次に、上記目的を達成するために本発明に係る抜取データ処理方法は、対象製品の製品ロットの抜取データから、製品規格外に存在する製品ロットの数量を推定する抜取データ処理装置で実行することが可能な抜取データ処理方法において、前記抜取データ処理装置は、対象製品の製品規格に基づく所定の特性値の上限値及び下限値の入力を受け付ける工程と、前記製品ロットの管理図に基づいて前記特性値の標準偏差の平均値を算出する工程と、前記製品ロットから抜き取った所定数のサンプルの測定データから、前記特性値の平均値を算出する工程と、算出した前記特性値の標準偏差の平均値及び前記特性値の平均値に基づいて、信頼度95%の信頼区間の前記特性値の平均値の上限値及び下限値を算出する工程と、前記特性値に関する測定器自体のバラツキを示す測定標準偏差を推定する工程と、算出した前記特性値の平均値が、入力を受け付けた前記特性値の上限値及び下限値のどちらに近いかを判断し、近い方に対応する前記信頼区間の前記特性値の平均値の上限値又は下限値を前記特性値の平均値として更新する工程と、前記特性値の標準偏差の平均値、及び前記測定標準偏差に基づいて、製品自体の前記特性値の標準偏差を推定する工程と、対象製品の製品規格に基づく所定の特性値の上限値を上回る不良品の割合である上側不良率、及び対象製品の製品規格に基づく所定の特性値の下限値を下回る不良品の割合である下側不良率を算出する工程と、算出した前記上側不良率及び前記下側不良率に基づいて良品率を算出する工程とを含むことを特徴とする。
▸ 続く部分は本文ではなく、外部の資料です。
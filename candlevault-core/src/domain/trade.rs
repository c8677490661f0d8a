//! TradeRecord: one executed trade as reported by an exchange dump.

use chrono::{DateTime, Utc};
use serde::{Deserialize, Serialize};
use std::fmt;
use std::str::FromStr;

/// Aggressor side of a trade.
#[derive(Debug, Clone, Copy, PartialEq, Eq, Hash, Serialize, Deserialize)]
pub enum Side {
    Buy,
    Sell,
}

impl FromStr for Side {
    type Err = String;

    fn from_str(s: &str) -> Result<Self, Self::Err> {
        match s.trim() {
            "Buy" | "buy" | "BUY" => Ok(Side::Buy),
            "Sell" | "sell" | "SELL" => Ok(Side::Sell),
            other => Err(format!("unknown trade side '{other}'")),
        }
    }
}

impl fmt::Display for Side {
    fn fmt(&self, f: &mut fmt::Formatter<'_>) -> fmt::Result {
        match self {
            Side::Buy => f.write_str("Buy"),
            Side::Sell => f.write_str("Sell"),
        }
    }
}

/// A single trade. Immutable once produced by a source adapter.
#[derive(Debug, Clone, PartialEq, Serialize, Deserialize)]
pub struct TradeRecord {
    pub timestamp: DateTime<Utc>,
    pub side: Side,
    pub size: f64,
    pub price: f64,
}

impl TradeRecord {
    pub fn new(timestamp: DateTime<Utc>, side: Side, size: f64, price: f64) -> Self {
        Self {
            timestamp,
            side,
            size,
            price,
        }
    }

    /// Build a trade from fractional epoch seconds (the exchange dump format).
    ///
    /// Returns `None` when the value is not representable as a UTC instant.
    pub fn from_epoch_secs(epoch_secs: f64, side: Side, size: f64, price: f64) -> Option<Self> {
        if !epoch_secs.is_finite() {
            return None;
        }
        // Round to microseconds: the dumps carry at most 4-6 fractional digits and
        // f64 noise must not push a trade across a second boundary.
        let micros = (epoch_secs * 1_000_000.0).round() as i64;
        let timestamp = DateTime::from_timestamp_micros(micros)?;
        Some(Self::new(timestamp, side, size, price))
    }

    /// Start of the 1-second bucket this trade falls into, as epoch seconds.
    pub fn second_bucket(&self) -> i64 {
        // `timestamp()` floors toward negative infinity; subsec part is never negative.
        self.timestamp.timestamp()
    }

    /// Price must be strictly positive, size non-negative, both finite.
    pub fn is_valid(&self) -> bool {
        self.price.is_finite() && self.price > 0.0 && self.size.is_finite() && self.size >= 0.0
    }
}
次に、上記目的を達成するために本発明に係る抜取データ処理方法は、対象製品の製品ロットの抜取データから、製品規格外に存在する製品ロットの数量を推定する抜取データ処理装置で実行することが可能な抜取データ処理方法において、前記抜取データ処理装置は、対象製品の製品規格に基づく所定の特性値の上限値及び下限値の入力を受け付ける工程と、前記製品ロットの管理図に基づいて前記特性値の標準偏差の平均値を算出する工程と、前記特性値に関する測定器自体のバラツキを示す測定標準偏差を推定する工程と、前記特性値の標準偏差の平均値、及び前記測定標準偏差に基づいて、製品自体の前記特性値の標準偏差を推定する工程と、入力を受け付けた前記特性値の上限値と下限値との間で、順次、前記特性値の平均値を特定する工程と、特定された前記特性値の平均値ごとに、順次、対象製品の製品規格に基づく所定の特性値の上限値を上回る不良品の割合である上側不良率、及び対象製品の製品規格に基づく所定の特性値の下限値を下回る不良品の割合である下側不良率を算出する工程と、算出した前記上側不良率及び前記下側不良率に基づいて、順次、良品率を算出する工程とを含み、順次、算出された良品率が所定の閾値以上である前記特性値の平均値の区間を特定することで、対応するサンプルの抜取個数を算出することを特徴とする。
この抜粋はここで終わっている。